Soldier Blue (1970)
7/10
it seems average and even glib, but then WHAM, the end is intense
14 January 2014
Soldier Blue (1970)

Make no mistake, this is no masterpiece. But it reveals a lot about movies of the period, and about attitudes toward Native Americans and the Wild West. It's not terrible, and in some ways it's so disturbing by the end it makes a rare point. If you like these themes, and can tolerate some awkward and awful social politics you'll get something from it.

The whole movie begins with the acting of television (and the director, Ralph Nelson, is mainly a television guy) but it's completely widescreen, bright color, cinema stuff, and it grows into that over time. The star is a surprise, in a way, Candice Bergen, still alive and well and acting fifty years after her debut a few years before this movie. She's known for a range of roles, from a secondary role in "Carnal Knowledge" to the defining "Murphy Brown" for t.v. She plays a tough woman, smarter and stronger than the man she is forced to go through the wilderness with after surviving an Indian attack. And she's way more contemporary than you might expect from other sources and movies of the same period.

To be sure, this is a comedy overall. This relieves it of a lot of criticism about its unrealistic tone and pace. But this comic element is layered with a brutality and frankly honest depiction of the time that is valuable. And the way it is filmed, with lots of long lens shots from a far distance zooming in on the main characters, is interesting, too. In all, it's a better film in the details than in the overall effect.

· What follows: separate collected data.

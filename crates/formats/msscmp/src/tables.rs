use crate::cursor::Cursor;
use crate::error::Result;
use crate::header::HEADER_SIZE;

/// Where the two entry tables live and how many rows each holds.
///
/// Stored as two groups of five words right after the fixed header: the
/// first group carries the table offsets, the second the row counts, each
/// in slots 1 and 4. The other six words have no known meaning and ride
/// along in [`TableLayout::reserved`] so a decoded bank still carries
/// everything the file said.
#[derive(Debug, Clone, PartialEq, Eq)]
pub struct TableLayout {
    /// Absolute offset of the event table.
    pub event_table_offset: u32,
    /// Rows in the event table.
    pub event_count: u32,
    /// Absolute offset of the source table.
    pub source_table_offset: u32,
    /// Rows in the source table.
    pub source_count: u32,
    /// The six uninterpreted locator words, in file order.
    pub reserved: [u32; 6],
}

impl TableLayout {
    /// Parse both locator groups. Seeks to [`HEADER_SIZE`] first, since the
    /// header leaves the cursor parked at its string field, and leaves the
    /// cursor right after the second group.
    pub fn parse(c: &mut Cursor) -> Result<Self> {
        if c.position() != HEADER_SIZE {
            c.seek(HEADER_SIZE);
        }
        let offsets = c.read_u32s(5)?;
        let counts = c.read_u32s(5)?;
        Ok(Self {
            event_table_offset: offsets[1],
            event_count: counts[1],
            source_table_offset: offsets[4],
            source_count: counts[4],
            reserved: [offsets[0], offsets[2], offsets[3], counts[0], counts[2], counts[3]],
        })
    }
}
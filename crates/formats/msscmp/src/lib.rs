//! Reader for Miles soundbank (`.msscmp`) containers.
//!
//! A soundbank is a flat binary image: a fixed header, a table of named
//! events, a table of audio sources and the payload bytes the sources point
//! at. Nothing in the file is self-describing. Every field is a
//! fixed-width word at a fixed offset, strings live behind absolute
//! offsets, and the payload location is hidden inside a decorated file-name
//! string rather than stored as a field. The signature doubles as the
//! byte-order mark: `BANK` marks a big-endian image, `KNAB` a little-endian
//! one.
//!
//! [`decode`] walks all of it and returns a [`BankModel`] that owns the
//! decoded tree, payload bytes included:
//!
//! ```no_run
//! # fn main() -> Result<(), Box<dyn std::error::Error>> {
//! let data = std::fs::read("sounds.msscmp")?;
//! let bank = msscmp::decode(&data)?;
//! for event in bank.events() {
//!     for source in &event.sources {
//!         println!("{} ({} bytes)", source.path, source.file_size);
//!     }
//! }
//! # Ok(())
//! # }
//! ```

pub mod cursor;
pub mod decode;
pub mod error;
pub mod event;
pub mod header;
pub mod model;
pub mod source;
pub mod tables;

pub use cursor::{ByteOrder, Cursor, Writer};
pub use decode::{decode, decode_with_observer, DecodeObserver, NullObserver};
pub use error::{Error, Result};
pub use event::BankEvent;
pub use header::{BankHeader, FORMAT_VERSION, HEADER_SIZE, SIGNATURE};
pub use model::BankModel;
pub use source::{payload_offset_from_name, BankSource, PlayMode};
pub use tables::TableLayout;
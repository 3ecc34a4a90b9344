use std::collections::BTreeMap;

use crate::cursor::Cursor;
use crate::error::{Error, Result};

/// Known readings of [`BankSource::play_mode`]. Observed values only,
/// unconfirmed against the runtime; the decoder stores the raw word and
/// leaves the interpretation to callers.
#[derive(Debug, Clone, Copy, PartialEq, Eq)]
pub enum PlayMode {
    PlayOnce,
    Loop,
}

impl PlayMode {
    pub fn from_u32(value: u32) -> Option<Self> {
        match value {
            1 => Some(Self::PlayOnce),
            2 => Some(Self::Loop),
            _ => None,
        }
    }
}

/// One embedded audio payload and its metadata.
#[derive(Debug, Clone, PartialEq)]
pub struct BankSource {
    /// Slash-delimited virtual path. Its directory component names the
    /// event this source belongs to.
    pub path: String,
    /// Offset the source table said [`path`](Self::path) lives at. The
    /// record repeats it as its first word, which is the one integrity
    /// check the format affords.
    pub path_offset: u32,
    /// Decorated file name. The payload offset is smuggled into its last
    /// `*` segment; see [`payload_offset_from_name`].
    pub embedded_file_name: String,
    /// Payload length in bytes.
    pub file_size: u32,
    /// Sample rate in Hz.
    pub sample_rate: u32,
    /// Absolute offset of the payload bytes, recovered from
    /// [`embedded_file_name`](Self::embedded_file_name). The record has no
    /// plain field for it.
    pub payload_offset: u32,
    /// Raw play-mode word; [`PlayMode::from_u32`] offers a reading.
    pub play_mode: u32,
    /// Channel count as recorded, not verified against the payload.
    pub channel_count: u32,
    /// Duration in milliseconds as recorded.
    pub duration_ms: u32,
    /// Volume scale factor.
    pub volume_scalar: f32,
    /// Record words with no known meaning, keyed by their byte offset from
    /// the record start, so nothing the file says is dropped.
    pub unknown_fields: BTreeMap<u32, u32>,
    /// The payload bytes, exactly [`file_size`](Self::file_size) of them.
    pub payload: Vec<u8>,
}

impl BankSource {
    /// Parse one source-table row: a path offset and a record offset, then
    /// the record behind the latter. The cursor advances exactly eight
    /// bytes; the record, its strings and the payload are all scoped reads.
    pub fn parse(c: &mut Cursor) -> Result<Self> {
        let path_offset = c.read_u32()?;
        let record_offset = c.read_u32()?;
        c.read_at(record_offset as usize, |c| {
            Self::parse_record(c, path_offset, record_offset)
        })
    }

    fn parse_record(c: &mut Cursor, path_offset: u32, record_offset: u32) -> Result<Self> {
        // The record opens with the offset of its own path string. If that
        // disagrees with the table row we followed here, either the table
        // start was wrong or the record layout has drifted, and no word
        // after this one can be trusted. Fail before reading any of them.
        let self_path_offset = c.read_u32()?;
        if self_path_offset != path_offset {
            return Err(Error::SourceOffsetMismatch {
                record_offset,
                expected: path_offset,
                actual: self_path_offset,
            });
        }
        let path = c.read_cstring_at(path_offset as usize)?;

        // The file-name offset is signed and relative to the record start;
        // packers park the string on either side.
        let file_name_rel = c.read_u32()? as i32;
        let file_name_at = i64::from(record_offset) + i64::from(file_name_rel);
        let embedded_file_name =
            c.read_cstring_at(usize::try_from(file_name_at).unwrap_or(usize::MAX))?;

        let mut unknown_fields = BTreeMap::new();
        unknown_fields.insert(0x08, c.read_u32()?);
        let play_mode = c.read_u32()?;
        unknown_fields.insert(0x10, c.read_u32()?);
        let sample_rate = c.read_u32()?;
        let file_size = c.read_u32()?;
        let channel_count = c.read_u32()?;
        unknown_fields.insert(0x20, c.read_u32()?);
        let duration_ms = c.read_u32()?;
        unknown_fields.insert(0x28, c.read_u32()?);
        unknown_fields.insert(0x2C, c.read_u32()?);
        unknown_fields.insert(0x30, c.read_u32()?);
        let volume_scalar = c.read_f32()?;
        unknown_fields.insert(0x38, c.read_u32()?);

        let payload_offset = payload_offset_from_name(&embedded_file_name)?;
        let payload = c.read_at(payload_offset as usize, |c| {
            Ok(c.read_bytes(file_size as usize)?.to_vec())
        })?;

        Ok(Self {
            path,
            path_offset,
            embedded_file_name,
            file_size,
            sample_rate,
            payload_offset,
            play_mode,
            channel_count,
            duration_ms,
            volume_scalar,
            unknown_fields,
            payload,
        })
    }

    /// Extension for an extracted payload file, taken from the embedded
    /// file name. Falls back to `binka` (Bink Audio, the codec observed in
    /// shipped banks) when the name carries none.
    pub fn payload_extension(&self) -> &str {
        let tail = self.embedded_file_name.rsplit('*').next().unwrap_or("");
        match tail.split_once('.') {
            Some((_, ext)) if !ext.is_empty() => ext,
            _ => "binka",
        }
    }
}

/// Recover the absolute payload offset hidden in a decorated file name.
///
/// The record never stores the payload location as a plain field. Instead
/// the file-name string is decorated: the segment after the last `*`, with
/// everything from the first `.` stripped, is the offset in base 10. So
/// `"x*512.binka"` encodes offset 512. Pure string work; the result does
/// not depend on the byte order or anything else in the file.
pub fn payload_offset_from_name(file_name: &str) -> Result<u32> {
    let tail = file_name.rsplit('*').next().unwrap_or("");
    let digits = match tail.split_once('.') {
        Some((head, _)) => head,
        None => tail,
    };
    digits
        .parse::<u32>()
        .map_err(|_| Error::PayloadOffsetNotEncoded {
            file_name: file_name.to_owned(),
        })
}
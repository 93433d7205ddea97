//! Unit tests for the per-ticker pipeline

use crate::support::{
    accumulation_series, flat_bars, quiet_series, series, test_config, volume_spike_series,
};
use stocksense::models::rules::NoteKind;
use stocksense::models::score::Outlook;
use stocksense::models::screen::RejectionReason;
use stocksense::signals::engine::{SignalEngine, TickerOutcome};
use stocksense::signals::rules::{STRATEGIC_DIP_BUY, VOLUME_EXPLOSION};

#[test]
fn test_accumulation_scores_five_stars() {
    let outcome = SignalEngine::evaluate(&accumulation_series("ACC"), "Energy", &test_config(1));
    let TickerOutcome::Scored(record) = outcome else {
        panic!("expected a scored ticker");
    };
    assert_eq!(record.symbol, "ACC");
    assert_eq!(record.sector, "Energy");
    assert!(record.verdict.admitted);
    assert_eq!(record.score.raw_stars, 6);
    assert_eq!(record.stars(), 5);
    assert_eq!(record.score.hits.len(), 4);
    assert_eq!(record.score.hit(STRATEGIC_DIP_BUY).map(|h| h.awarded), Some(0));
    assert_eq!(record.score.outlook, Outlook::StrongBuy);
    assert!(record.score.notes.is_empty());
}

#[test]
fn test_volume_spike_scores_two_stars() {
    let outcome = SignalEngine::evaluate(
        &volume_spike_series("SPK", 100.0, 200_000.0, 3.0),
        "Energy",
        &test_config(1),
    );
    let TickerOutcome::Scored(record) = outcome else {
        panic!("expected a scored ticker");
    };
    assert_eq!(record.stars(), 2);
    assert!(record.score.hit(VOLUME_EXPLOSION).is_some());
    assert_eq!(record.score.outlook, Outlook::Accumulation);
    let notes: Vec<NoteKind> = record.score.notes.iter().map(|n| n.kind).collect();
    assert_eq!(notes, vec![NoteKind::BelowVwap, NoteKind::Overbought]);
}

#[test]
fn test_quiet_series_scores_zero() {
    let outcome = SignalEngine::evaluate(&quiet_series("QUIET", 100.0, 200_000.0), "X", &test_config(1));
    let TickerOutcome::Scored(record) = outcome else {
        panic!("expected a scored ticker");
    };
    assert_eq!(record.stars(), 0);
    assert_eq!(record.score.outlook, Outlook::NeutralWait);
}

#[test]
fn test_rejected_ticker_is_not_scored() {
    let outcome = SignalEngine::evaluate(&quiet_series("PENNY", 2.0, 200_000.0), "X", &test_config(1));
    let TickerOutcome::Rejected(rejection) = outcome else {
        panic!("expected a rejection");
    };
    assert_eq!(rejection.reason, RejectionReason::PennyPrice);
    assert_eq!(rejection.symbol, "PENNY");
    assert_eq!(rejection.indicators.map(|v| v.close), Some(Some(2.0)));
}

#[test]
fn test_short_history_rejected() {
    let outcome = SignalEngine::evaluate(
        &series("NEW", flat_bars(15, 100.0, 1_000_000.0)),
        "X",
        &test_config(1),
    );
    let TickerOutcome::Rejected(rejection) = outcome else {
        panic!("expected a rejection");
    };
    assert_eq!(rejection.reason, RejectionReason::InsufficientHistory);
}

#[test]
fn test_unavailable_outcome() {
    let outcome = TickerOutcome::unavailable("GONE", "X", "no data for GONE");
    assert_eq!(outcome.symbol(), "GONE");
    let TickerOutcome::Rejected(rejection) = outcome else {
        panic!("expected a rejection");
    };
    assert_eq!(rejection.reason, RejectionReason::DataUnavailable);
    assert!(rejection.indicators.is_none());
}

If Bergen is kind of wonderful (even if her role is anachronistic), the male lead played by Peter Strauss is strained. He tries to be charming and yet comes off goofy. Yes, this is a comedy, but he lacks some kind of depth that we need to go along with his silliness. Ultimately this is a lighthearted movie, but it also has a surprisingly serious edge which takes two angles. One is the way we see Native Americans. Bergen's open sympathy is clearly where we are meant to side, and it is pitted against the brutality and narrow-mindedness of the calvary.

The other is the military aspects, which seem to be a reflection on the U.S. military of the time, 1970—which means Vietnam. The senselessness of the killing and the blind military attitudes seem, at least on the surface, to parallel popular attitudes against American involvement in the Vietnam War. It was common at the time (as now) to use movies to speak to contemporary themes this way. Near the end, the flag is thrown to the ground in disgust and there is a long, truly brutal, and frankly disturbing battle scene.

This is not, perhaps, a deeply thought out movie, but there's more going on here than its slim reputation lets on. In a way, the light silliness of the first hour and a half makes the ending all the more horrifying and memorable. Highly disturbing to the point of almost seeming abusive. This is where the freedoms of New Hollywood are trying to still find their footing.

See this and be prepared for the last scenes, including the oddly cheerful minute or two before the epilog. Figure it out, maybe, but at least experience it openly.